I reponded, “Are you asking if the performance of Netflix streaming is affected by your iPhone being on the same wireless network?”

“Yea, that.”

“Only if you’re actually using the wireless network. Just being connected shouldn’t slow it down.”

Silence. I’d talked above her head again. I think the difference between “connected” and “using” was too much for her to think about.

I appreciate her efforts at troubleshooting, but sometimes it feels like a child is trying to tell me how to drive. “You have to use the pedals and shifter!” “Yes, thank-you, I know.” “Ok, just checking.”

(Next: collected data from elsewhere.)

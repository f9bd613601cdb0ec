//! Boundary conditions for linear transport
//!
//! # Design
//!
//! Each pore carries at most one condition. Assigning a condition to a pore
//! that already has one replaces it, so boundary conditions can be layered:
//! set a face first, then override a few pores of it.

use crate::error::{Result, TransportError};
use crate::network::Network;
use std::collections::BTreeMap;
use std::fmt;

// =================================================================================================
// Boundary Condition
// =================================================================================================

/// Condition imposed on a pore
#[derive(Debug, Clone, Copy, PartialEq)]
pub enum BoundaryCondition {
    /// Fixed value of the solved quantity
    Dirichlet(f64),

    /// Fixed net rate entering the network at the pore
    ///
    /// Positive values inject, negative values withdraw.
    Neumann(f64),
}

impl BoundaryCondition {
    /// Prescribed value
    pub fn value(&self) -> f64 {
        match self {
            BoundaryCondition::Dirichlet(value) | BoundaryCondition::Neumann(value) => *value,
        }
    }

    /// Check the condition is a Dirichlet condition
    pub fn is_dirichlet(&self) -> bool {
        matches!(self, BoundaryCondition::Dirichlet(_))
    }

    /// Validate the prescribed value
    pub fn validate(&self) -> Result<()> {
        if !self.value().is_finite() {
            return Err(TransportError::InvalidBoundaryConditions(format!(
                "{} value must be finite",
                self
            )));
        }
        Ok(())
    }
}

impl fmt::Display for BoundaryCondition {
    fn fmt(&self, f: &mut fmt::Formatter) -> fmt::Result {
        match self {
            BoundaryCondition::Dirichlet(value) => write!(f, "Dirichlet ({})", value),
            BoundaryCondition::Neumann(value) => write!(f, "Neumann ({})", value),
        }
    }
}

// =================================================================================================
// Boundary Conditions
// =================================================================================================

/// Pores of the two Dirichlet faces used for effective properties
#[derive(Debug, Clone, PartialEq)]
pub struct DirichletFaces {
    /// Pores held at the highest Dirichlet value
    pub inlets: Vec<usize>,

    /// Pores held at the lowest Dirichlet value
    pub outlets: Vec<usize>,

    /// Highest Dirichlet value
    pub high: f64,

    /// Lowest Dirichlet value
    pub low: f64,
}

/// Boundary conditions of one transport algorithm
///
/// # Examples
///
/// ```rust
/// use pnm_rs::network::Cubic;
/// use pnm_rs::solver::{BoundaryCondition, BoundaryConditions};
///
/// let network = Cubic::new([3, 3, 3], 1.0).build().unwrap();
/// let mut bcs = BoundaryConditions::new();
///
/// bcs.set(&network, BoundaryCondition::Dirichlet(0.6), &network.pores("top").unwrap()).unwrap();
/// bcs.set(&network, BoundaryCondition::Dirichlet(0.4), &network.pores("bottom").unwrap()).unwrap();
///
/// assert_eq!(bcs.len(), 18);
/// assert!(bcs.has_dirichlet());
/// ```
#[derive(Debug, Clone, Default, PartialEq)]
pub struct BoundaryConditions {
    conditions: BTreeMap<usize, BoundaryCondition>,
}

impl BoundaryConditions {
    /// Create an empty set
    pub fn new() -> Self {
        Self::default()
    }

    /// Assign a condition to pores, replacing previous assignments
    ///
    /// # Errors
    ///
    /// - `InvalidBoundaryConditions` for an empty pore list or a non-finite value
    /// - `PoreOutOfRange` for an unknown pore
    pub fn set(&mut self, network: &Network, condition: BoundaryCondition, pores: &[usize]) -> Result<()> {
        condition.validate()?;
        if pores.is_empty() {
            return Err(TransportError::InvalidBoundaryConditions(format!(
                "{} applied to an empty set of pores",
                condition
            )));
        }
        network.check_pores(pores)?;

        for &pore in pores {
            self.conditions.insert(pore, condition);
        }
        Ok(())
    }

    /// Remove every condition
    pub fn clear(&mut self) {
        self.conditions.clear();
    }

    /// Remove the conditions of some pores
    pub fn clear_pores(&mut self, pores: &[usize]) {
        for pore in pores {
            self.conditions.remove(pore);
        }
    }

    /// Condition of a pore
    pub fn get(&self, pore: usize) -> Option<BoundaryCondition> {
        self.conditions.get(&pore).copied()
    }

    /// Dirichlet value of a pore, if it has one
    pub fn dirichlet_value(&self, pore: usize) -> Option<f64> {
        match self.get(pore) {
            Some(BoundaryCondition::Dirichlet(value)) => Some(value),
            _ => None,
        }
    }

    /// Iterate over `(pore, condition)` in pore order
    pub fn iter(&self) -> impl Iterator<Item = (usize, BoundaryCondition)> + '_ {
        self.conditions.iter().map(|(pore, condition)| (*pore, *condition))
    }

    /// Pores with a Dirichlet condition
    pub fn dirichlet_pores(&self) -> Vec<usize> {
        self.iter()
            .filter(|(_, condition)| condition.is_dirichlet())
            .map(|(pore, _)| pore)
            .collect()
    }

    /// At least one Dirichlet condition is set
    pub fn has_dirichlet(&self) -> bool {
        self.conditions.values().any(|condition| condition.is_dirichlet())
    }

    /// Number of constrained pores
    pub fn len(&self) -> usize {
        self.conditions.len()
    }

    /// Verify if there are no conditions
    pub fn is_empty(&self) -> bool {
        self.conditions.is_empty()
    }

    /// Check every constrained pore exists in `network`
    pub fn validate(&self, network: &Network) -> Result<()> {
        let pores: Vec<usize> = self.conditions.keys().copied().collect();
        network.check_pores(&pores)
    }

    /// Split Dirichlet pores into the highest-valued and lowest-valued faces
    ///
    /// Pores held at intermediate values belong to neither face.
    ///
    /// # Errors
    ///
    /// `InvalidBoundaryConditions` unless at least two distinct Dirichlet
    /// values are set.
    pub fn dirichlet_faces(&self) -> Result<DirichletFaces> {
        let fixed: Vec<(usize, f64)> = self
            .iter()
            .filter_map(|(pore, condition)| match condition {
                BoundaryCondition::Dirichlet(value) => Some((pore, value)),
                BoundaryCondition::Neumann(_) => None,
            })
            .collect();

        let high = fixed.iter().map(|(_, v)| *v).fold(f64::NEG_INFINITY, f64::max);
        let low = fixed.iter().map(|(_, v)| *v).fold(f64::INFINITY, f64::min);

        if fixed.is_empty() || high == low {
            return Err(TransportError::InvalidBoundaryConditions(
                "effective properties need Dirichlet conditions with two distinct values".to_string(),
            ));
        }

        let face = |target: f64| -> Vec<usize> {
            fixed
                .iter()
                .filter(|(_, value)| *value == target)
                .map(|(pore, _)| *pore)
                .collect()
        };

        Ok(DirichletFaces {
            inlets: face(high),
            outlets: face(low),
            high,
            low,
        })
    }
}

// =================================================================================================
// Tests
// =================================================================================================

After that, I was showing her how Siri (the voice enabled virtual assistant) works on the new iPhone 4s. She was completely blown away by how accurate and fast it worked. I think maybe she was a little too excited when she said, “Ask Siri if she’ll suck your dick!” My wife isn’t crude at all, and I think it might have been the first time I ever heard her say “suck” and “dick” in the same sentence. Then she asked “How does Siri work?” “Well, it contacts the apple servers where a service then queries the ….. babe? Hey, come back.”

For Christmas I’ll get them each a class at the Mac store. I’ll make sure I have a receipt so when they don’t go I can get the money back and buy a bluetooth accessory I don’t remotely need.

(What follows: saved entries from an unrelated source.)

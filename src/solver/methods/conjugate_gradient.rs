//! Jacobi-preconditioned conjugate gradient
//!
//! # Mathematical Background
//!
//! For a symmetric positive definite matrix `A`, conjugate gradient builds
//! A-orthogonal search directions and converges in at most `n` steps in
//! exact arithmetic. Scaling the residual by `diag(A)⁻¹` (Jacobi
//! preconditioning) compensates for throats whose conductances differ by
//! orders of magnitude.
//!
//! ```text
//! r_0 = b - A x_0,  z_0 = M⁻¹ r_0,  p_0 = z_0
//! α_k = (r_k · z_k) / (p_k · A p_k)
//! x_{k+1} = x_k + α_k p_k
//! r_{k+1} = r_k - α_k A p_k
//! β_k = (r_{k+1} · z_{k+1}) / (r_k · z_k)
//! p_{k+1} = z_{k+1} + β_k p_k
//! ```
//!
//! Iteration stops once ‖r_k‖ / ‖b‖ falls below the tolerance.

use crate::error::{Result, TransportError};
use crate::solver::assembly::LinearSystem;
use crate::solver::traits::{LinearSolver, SolveReport};
use nalgebra::DVector;
use tracing::{debug, warn};

// =================================================================================================
// Conjugate Gradient Solver
// =================================================================================================

/// Iterative solver for symmetric positive definite systems
///
/// # Example
///
/// ```rust
/// use pnm_rs::solver::{ConjugateGradientSolver, LinearSolver};
///
/// let solver = ConjugateGradientSolver::new(1e-10, 500);
/// assert_eq!(solver.tolerance(), 1e-10);
/// assert_eq!(solver.name(), "Conjugate gradient");
/// ```
#[derive(Debug, Clone, Copy, PartialEq)]
pub struct ConjugateGradientSolver {
    tolerance: f64,
    max_iterations: usize,
}

impl ConjugateGradientSolver {
    /// Create a solver stopping at relative residual `tolerance`
    pub fn new(tolerance: f64, max_iterations: usize) -> Self {
        Self { tolerance, max_iterations }
    }

    /// Target relative residual
    pub fn tolerance(&self) -> f64 {
        self.tolerance
    }

    /// Iteration limit
    pub fn max_iterations(&self) -> usize {
        self.max_iterations
    }
}

impl LinearSolver for ConjugateGradientSolver {
    fn solve(&self, system: &LinearSystem) -> Result<SolveReport> {
        let n = system.size();
        let b = &system.rhs;
        let b_norm = b.norm();

        if b_norm == 0.0 {
            return Ok(SolveReport {
                solution: DVector::zeros(n),
                iterations: 0,
                residual: 0.0,
            });
        }

        // ====== Preconditioner ======

        let diagonal = system.matrix.diagonal();
        if let Some(row) = diagonal.iter().position(|d| !(d.is_finite() && *d > 0.0)) {
            return Err(TransportError::SingularSystem(format!(
                "non-positive diagonal entry at row {}",
                row
            )));
        }
        let inverse_diagonal = diagonal.map(|d| 1.0 / d);

        // ====== Iteration ======

        let mut x = DVector::<f64>::zeros(n);
        let mut r = b.clone();
        let mut z = r.component_mul(&inverse_diagonal);
        let mut p = z.clone();
        let mut rz = r.dot(&z);
        let mut residual = 1.0;

        for iteration in 1..=self.max_iterations {
            let ap = &system.matrix * &p;
            let curvature = p.dot(&ap);
            if !(curvature.is_finite() && curvature > 0.0) {
                return Err(TransportError::SingularSystem(format!(
                    "matrix is not positive definite (p·Ap = {:e} at iteration {})",
                    curvature, iteration
                )));
            }

            let alpha = rz / curvature;
            x.axpy(alpha, &p, 1.0);
            r.axpy(-alpha, &ap, 1.0);

            residual = r.norm() / b_norm;
            if !residual.is_finite() {
                return Err(TransportError::NumericalInstability(format!(
                    "residual diverged at iteration {}",
                    iteration
                )));
            }

            if residual < self.tolerance {
                debug!(iterations = iteration, residual, "conjugate gradient converged");
                return Ok(SolveReport { solution: x, iterations: iteration, residual });
            }

            z = r.component_mul(&inverse_diagonal);
            let rz_next = r.dot(&z);
            let beta = rz_next / rz;
            p = &z + &p * beta;
            rz = rz_next;
        }

        warn!(
            iterations = self.max_iterations,
            residual,
            tolerance = self.tolerance,
            "conjugate gradient did not converge"
        );

        Err(TransportError::ConvergenceFailure {
            iterations: self.max_iterations,
            residual,
        })
    }

    fn name(&self) -> &str {
        "Conjugate gradient"
    }
}

// =================================================================================================
// Tests
// =================================================================================================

I'm a contributing writer to Parents Magazine, GQ, Psychology Today and some others. My book, "This is Ridiculous. This is Amazing: Parenthood in 71 Lists" is available here Look for two more books in 2015: "Must. Push. Buttons (Bloomsbury Kids), and an as-of-yet untitled memoir I’ve appeared on Comedy Central’s “Live at Gotham” and “Nick Mom’s Night Out." I live in New Jersey with my wife and two sons and enjoy making them laugh more than anyone else.

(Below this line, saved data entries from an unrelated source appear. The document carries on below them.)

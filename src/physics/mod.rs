//! Pore-scale physics
//!
//! This module holds everything physical that is attached to a network:
//! property storage, phases, geometry and conductance models.
//!
//! # Core Concepts
//!
//! - **Property store**: values keyed by `pore.<name>` / `throat.<name>`
//! - **Phase**: a fluid and its thermophysical properties
//! - **Geometry**: sizes of pores and throats
//! - **Physics**: models turning phase + geometry into throat conductances
//!
//! # Architecture
//!
//! Physics objects are **separate from transport algorithms**:
//! - Physics computes conductances and stores them on the phase
//! - Algorithms look conductances up by name and solve for a quantity
//!
//! The same algorithm therefore works with any conductance model, and the
//! same conductance can feed several algorithms.
//!
//! # Example
//!
//! ```rust
//! use pnm_rs::network::Cubic;
//! use pnm_rs::physics::{ConductanceModel, Geometry, Phase, Physics};
//!
//! let network = Cubic::new([4, 4, 4], 1.0).build().unwrap();
//!
//! let mut geometry = Geometry::new("geo", &network);
//! geometry.set("throat.area", 0.25).unwrap();
//! geometry.set("throat.length", 0.5).unwrap();
//!
//! let mut phase = Phase::new("air", &network);
//! phase.set("pore.molar_density", 40.89).unwrap();
//! phase.set("pore.diffusivity", 2.09e-5).unwrap();
//!
//! Physics::new("phys")
//!     .with_model("diffusive_conductance", ConductanceModel::BulkDiffusion)
//!     .regenerate(&network, &geometry, &mut phase)
//!     .unwrap();
//!
//! assert!(phase.properties().contains("throat.diffusive_conductance"));
//! ```

// module declaration
pub mod data;
pub mod store;
pub mod phase;
pub mod geometry;
pub mod conductance;

// re-export commonly used types for convenience
pub use data::PropertyData;
pub use store::{interpolate_to_throats, Element, PropertyKey, PropertyStore};
pub use phase::{HasDiffusivity, HasMolarDensity, Phase};
pub use geometry::Geometry;
pub use conductance::{ConductanceModel, Physics};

24 comments On Day 318: Tech Support

  • I work as a veterinary technician, and had a client once tell me that he needed medicine because his dog had "the flea."

  • You're a much better sport about it than I am. I, too, know these folks (one is in my immediate family). They infuriate me.

    It's not like they're wondering about how an atom-splitter or a time-machine works. Holy crap, cellphones and personal computers have been widely available in one form or another for at least 20 years. They're way past the "gadget" or "fad" phase. In fact, they are integral to everyone's daily life, just like central air conditioning, dishwashers and microwave ovens.

    My mother called me one day and said she didn't want to pay for voicemail on her home telephone anymore. She said she'd called the phone company and asked them to remove voicemail from her bill, but she was still getting voicemail messages. When I asked her how she was accessing the messages, she replied:

    "Well, when I see the machine blinking I just press 'play' and the voicemail message comes out."

    She was listening to her own ANSWERING MACHINE for Christsakes.

    Far from endearing or cute, I find this willful ignorance just a form of laziness. If there is ANY work or thought involved, she's just not interested. Ugh …

  • Well? Did Siri give up the b.j. or not?

  • Unfortunately I sound a lot like your wife. At least you have the answers!